● **Exercise aim**: Write the data out again so that it matches word for word.

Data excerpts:
****************************************

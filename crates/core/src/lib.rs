//! # Patients Core
//!
//! Core business logic for the patient lookup service.
//!
//! This crate contains pure data operations:
//! - The [`Patient`] entity and the fixed in-memory seed store
//! - Request validation and the validate-then-handle pipeline
//! - The get-patient query handler and its [`Outcome`] result
//!
//! **No API concerns**: HTTP servers, routing, and wire formats belong in `api-rest` or
//! `api-shared`.

pub mod constants;
pub mod error;
pub mod outcome;
pub mod patient;
pub mod pipeline;
pub mod queries;
pub mod repositories;
pub mod service;
pub mod validation;

pub use error::{PatientError, PatientResult};
pub use outcome::Outcome;
pub use patient::Patient;
pub use queries::{GetPatientQuery, GetPatientResponse};
pub use repositories::{InMemoryPatientRepository, PatientRepository};
pub use service::PatientService;
pub use validation::{PatientValidator, ValidationErrors, ValidationFailure, Validator};
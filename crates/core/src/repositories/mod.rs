//! Data store modules.
//!
//! A repository answers lookups for one entity type. Callers depend on the trait,
//! so the in-memory seed store can be replaced by a keyed or persistent store
//! without touching the query handlers.

pub mod patient;

pub use patient::{seed_patients, InMemoryPatientRepository, PatientRepository};
//! Validated text primitives shared by the core and API crates.
//!
//! Constructors check every rule independently and report all the rules an input
//! breaks, so callers can surface each failure rather than only the first.

/// Number of digits in an NHS number.
pub const NHS_NUMBER_LEN: usize = 10;

/// Errors that can occur when creating validated text types.
#[derive(Debug, Clone, PartialEq, Eq, thiserror::Error)]
pub enum TextError {
    /// The input text was empty or contained only whitespace
    #[error("Text cannot be empty")]
    Empty,
    /// The input text was longer than the permitted number of characters
    #[error("Text cannot exceed {max} characters")]
    TooLong { max: usize },
    /// The input text did not have the required number of characters
    #[error("Text must be exactly {expected} characters long")]
    InvalidLength { expected: usize },
    /// The input text was not made up entirely of ASCII digits
    #[error("Text must contain only digits")]
    NonDigit,
}

/// A string type that guarantees non-empty content.
///
/// This type wraps a `String` and ensures it contains at least one non-whitespace character.
/// The input is automatically trimmed of leading and trailing whitespace during construction.
#[derive(Debug, Clone, PartialEq, Eq)]
pub struct NonEmptyText(String);

impl NonEmptyText {
    /// Creates a new `NonEmptyText` from the given input.
    ///
    /// # Returns
    ///
    /// Returns `Ok(NonEmptyText)` if the trimmed input is non-empty,
    /// or `Err(TextError::Empty)` if it's empty or contains only whitespace.
    pub fn new(input: impl AsRef<str>) -> Result<Self, TextError> {
        let trimmed = input.as_ref().trim();
        if trimmed.is_empty() {
            return Err(TextError::Empty);
        }
        Ok(Self(trimmed.to_owned()))
    }

    /// Creates a new `NonEmptyText` that is also bounded in length.
    ///
    /// The length limit applies to the raw input, counted in characters, so
    /// surrounding whitespace counts towards it.
    ///
    /// # Errors
    ///
    /// Returns every broken rule: `TextError::Empty` for blank input and
    /// `TextError::TooLong` when the input has more than `max` characters. Both
    /// are reported for an over-long run of whitespace.
    pub fn bounded(input: impl AsRef<str>, max: usize) -> Result<Self, Vec<TextError>> {
        let raw = input.as_ref();
        let mut errors = Vec::new();

        let text = match Self::new(raw) {
            Ok(text) => Some(text),
            Err(e) => {
                errors.push(e);
                None
            }
        };
        if raw.chars().count() > max {
            errors.push(TextError::TooLong { max });
        }

        match text {
            Some(text) if errors.is_empty() => Ok(text),
            _ => Err(errors),
        }
    }

    /// Returns the inner string as a string slice.
    pub fn as_str(&self) -> &str {
        &self.0
    }
}

/// A ten-digit NHS number.
///
/// Only the format is checked: exactly [`NHS_NUMBER_LEN`] ASCII digits with no
/// surrounding whitespace. The modulus 11 check digit is not verified.
#[derive(Debug, Clone, PartialEq, Eq, Hash)]
pub struct NhsNumber(String);

impl NhsNumber {
    /// Parses an NHS number.
    ///
    /// # Errors
    ///
    /// Returns every broken rule, in this order:
    /// - `TextError::Empty` if the input is empty or whitespace,
    /// - `TextError::InvalidLength` if it is not ten characters long,
    /// - `TextError::NonDigit` if it is not one or more ASCII digits.
    pub fn parse(input: &str) -> Result<Self, Vec<TextError>> {
        let mut errors = Vec::new();
        if input.trim().is_empty() {
            errors.push(TextError::Empty);
        }
        if input.chars().count() != NHS_NUMBER_LEN {
            errors.push(TextError::InvalidLength {
                expected: NHS_NUMBER_LEN,
            });
        }
        if input.is_empty() || !input.bytes().all(|b| b.is_ascii_digit()) {
            errors.push(TextError::NonDigit);
        }

        if errors.is_empty() {
            Ok(Self(input.to_owned()))
        } else {
            Err(errors)
        }
    }

    pub fn as_str(&self) -> &str {
        &self.0
    }
}
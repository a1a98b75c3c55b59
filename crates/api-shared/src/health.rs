use crate::dto::HealthRes;

/// Simple health service that can be used by every API surface
///
/// This service provides a standardised way to check the health status of the
/// patient lookup service.
#[derive(Clone, Copy, Debug, Default)]
pub struct HealthService;

impl HealthService {
    /// Check health without creating an instance.
    ///
    /// The data store is in memory and cannot fail, so the service is healthy
    /// whenever it is able to answer.
    ///
    /// # Returns
    /// A `HealthRes` indicating the service is healthy.
    pub fn check_health() -> HealthRes {
        HealthRes {
            ok: true,
            message: "Patients API is alive".into(),
        }
    }
}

****************************************

● **Reply**:
filename crates/core/src/lib.rs
//! # Patients Core
//!
//! Core business logic for the patient lookup service.
//!
//! This crate contains pure data operations:
//! - The [`Patient`] entity and the fixed in-memory seed store
//! - Request validation and the validate-then-handle pipeline
//! - The get-patient query handler and its [`Outcome`] result
//!
//! **No API concerns**: HTTP servers, routing, and wire formats belong in `api-rest` or
//! `api-shared`.

pub mod constants;
pub mod error;
pub mod outcome;
pub mod patient;
pub mod pipeline;
pub mod queries;
pub mod repositories;
pub mod service;
pub mod validation;

pub use error::{PatientError, PatientResult};
pub use outcome::Outcome;
pub use patient::Patient;
pub use queries::{GetPatientQuery, GetPatientResponse};
pub use repositories::{InMemoryPatientRepository, PatientRepository};
pub use service::PatientService;
pub use validation::{PatientValidator, ValidationErrors, ValidationFailure, Validator};
filename crates/core/src/repositories/mod.rs
//! Data store modules.
//!
//! A repository answers lookups for one entity type. Callers depend on the trait,
//! so the in-memory seed store can be replaced by a keyed or persistent store
//! without touching the query handlers.

pub mod patient;

pub use patient::{seed_patients, InMemoryPatientRepository, PatientRepository};
//! Validated text primitives shared by the core and API crates.
//!
//! Constructors check every rule independently and report all the rules an input
//! breaks, so callers can surface each failure rather than only the first.

/// Number of digits in an NHS number.
pub const NHS_NUMBER_LEN: usize = 10;

/// Errors that can occur when creating validated text types.
#[derive(Debug, Clone, PartialEq, Eq, thiserror::Error)]
pub enum TextError {
    /// The input text was empty or contained only whitespace
    #[error("Text cannot be empty")]
    Empty,
    /// The input text was longer than the permitted number of characters
    #[error("Text cannot exceed {max} characters")]
    TooLong { max: usize },
    /// The input text did not have the required number of characters
    #[error("Text must be exactly {expected} characters long")]
    InvalidLength { expected: usize },
    /// The input text was not made up entirely of ASCII digits
    #[error("Text must contain only digits")]
    NonDigit,
}

/// A string type that guarantees non-empty content.
///
/// This type wraps a `String` and ensures it contains at least one non-whitespace character.
/// The input is automatically trimmed of leading and trailing whitespace during construction.
#[derive(Debug, Clone, PartialEq, Eq)]
pub struct NonEmptyText(String);

impl NonEmptyText {
    /// Creates a new `NonEmptyText` from the given input.
    ///
    /// # Returns
    ///
    /// Returns `Ok(NonEmptyText)` if the trimmed input is non-empty,
    /// or `Err(TextError::Empty)` if it's empty or contains only whitespace.
    pub fn new(input: impl AsRef<str>) -> Result<Self, TextError> {
        let trimmed = input.as_ref().trim();
        if trimmed.is_empty() {
            return Err(TextError::Empty);
        }
        Ok(Self(trimmed.to_owned()))
    }

    /// Creates a new `NonEmptyText` that is also bounded in length.
    ///
    /// The length limit applies to the raw input, counted in characters, so
    /// surrounding whitespace counts towards it.
    ///
    /// # Errors
    ///
    /// Returns every broken rule: `TextError::Empty` for blank input and
    /// `TextError::TooLong` when the input has more than `max` characters. Both
    /// are reported for an over-long run of whitespace.
    pub fn bounded(input: impl AsRef<str>, max: usize) -> Result<Self, Vec<TextError>> {
        let raw = input.as_ref();
        let mut errors = Vec::new();

        let text = match Self::new(raw) {
            Ok(text) => Some(text),
            Err(e) => {
                errors.push(e);
                None
            }
        };
        if raw.chars().count() > max {
            errors.push(TextError::TooLong { max });
        }

        match text {
            Some(text) if errors.is_empty() => Ok(text),
            _ => Err(errors),
        }
    }

    /// Returns the inner string as a string slice.
    pub fn as_str(&self) -> &str {
        &self.0
    }
}

/// A ten-digit NHS number.
///
/// Only the format is checked: exactly [`NHS_NUMBER_LEN`] ASCII digits with no
/// surrounding whitespace. The modulus 11 check digit is not verified.
#[derive(Debug, Clone, PartialEq, Eq, Hash)]
pub struct NhsNumber(String);

impl NhsNumber {
    /// Parses an NHS number.
    ///
    /// # Errors
    ///
    /// Returns every broken rule, in this order:
    /// - `TextError::Empty` if the input is empty or whitespace,
    /// - `TextError::InvalidLength` if it is not ten characters long,
    /// - `TextError::NonDigit` if it is not one or more ASCII digits.
    pub fn parse(input: &str) -> Result<Self, Vec<TextError>> {
        let mut errors = Vec::new();
        if input.trim().is_empty() {
            errors.push(TextError::Empty);
        }
        if input.chars().count() != NHS_NUMBER_LEN {
            errors.push(TextError::InvalidLength {
                expected: NHS_NUMBER_LEN,
            });
        }
        if input.is_empty() || !input.bytes().all(|b| b.is_ascii_digit()) {
            errors.push(TextError::NonDigit);
        }

        if errors.is_empty() {
            Ok(Self(input.to_owned()))
        } else {
            Err(errors)
        }
    }

    pub fn as_str(&self) -> &str {
        &self.0
    }
}
repository a1a98b75c3c55b59
filename crates/api-shared/src/health.rs
use crate::dto::HealthRes;

/// Simple health service that can be used by every API surface
///
/// This service provides a standardised way to check the health status of the
/// patient lookup service.
#[derive(Clone, Copy, Debug, Default)]
pub struct HealthService;

impl HealthService {
    /// Check health without creating an instance.
    ///
    /// The data store is in memory and cannot fail, so the service is healthy
    /// whenever it is able to answer.
    ///
    /// # Returns
    /// A `HealthRes` indicating the service is healthy.
    pub fn check_health() -> HealthRes {
        HealthRes {
            ok: true,
            message: "Patients API is alive".into(),
        }
    }
}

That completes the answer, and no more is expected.